Top of Input records
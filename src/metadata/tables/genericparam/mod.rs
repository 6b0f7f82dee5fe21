//! `GenericParam` table (0x2A): generic parameters of types and methods.
//!
//! ## Table Structure
//!
//! - **Number** (2 bytes): position of the parameter, starting at 0
//! - **Flags** (2 bytes): variance and constraint flags
//! - **Owner** (`TypeOrMethodDef` coded index): the sort key, together with the number
//! - **Name** (String heap index)

use crossbeam_skiplist::SkipMap;
use std::sync::Arc;

use crate::metadata::token::Token;

mod owned;
mod raw;

pub use owned::*;
pub use raw::*;

/// A map that holds the mapping of Token to materialized `GenericParam`
pub type GenericParamMap = SkipMap<Token, GenericParamRc>;
/// A reference to a `GenericParam`
pub type GenericParamRc = Arc<GenericParam>;

#[allow(non_snake_case)]
/// All possible flags for `GenericParamAttributes`
pub mod GenericParamAttributes {
    /// Mask for the variance flags
    pub const VARIANCE_MASK: u32 = 0x0003;
    /// The parameter is covariant
    pub const COVARIANT: u32 = 0x0001;
    /// The parameter is contravariant
    pub const CONTRAVARIANT: u32 = 0x0002;
    /// Mask for the special constraint flags
    pub const SPECIAL_CONSTRAINT_MASK: u32 = 0x001C;
    /// The parameter is constrained to reference types
    pub const REFERENCE_TYPE_CONSTRAINT: u32 = 0x0004;
    /// The parameter is constrained to non nullable value types
    pub const NOT_NULLABLE_VALUE_TYPE_CONSTRAINT: u32 = 0x0008;
    /// The parameter requires a public default constructor
    pub const DEFAULT_CONSTRUCTOR_CONSTRAINT: u32 = 0x0010;
}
Bottom of Input records
Task prompt:
Filter the entries above and keep only the lines with the word "GenericParamRc".

Task result:
pub type GenericParamMap = SkipMap<Token, GenericParamRc>;
pub type GenericParamRc = Arc<GenericParam>;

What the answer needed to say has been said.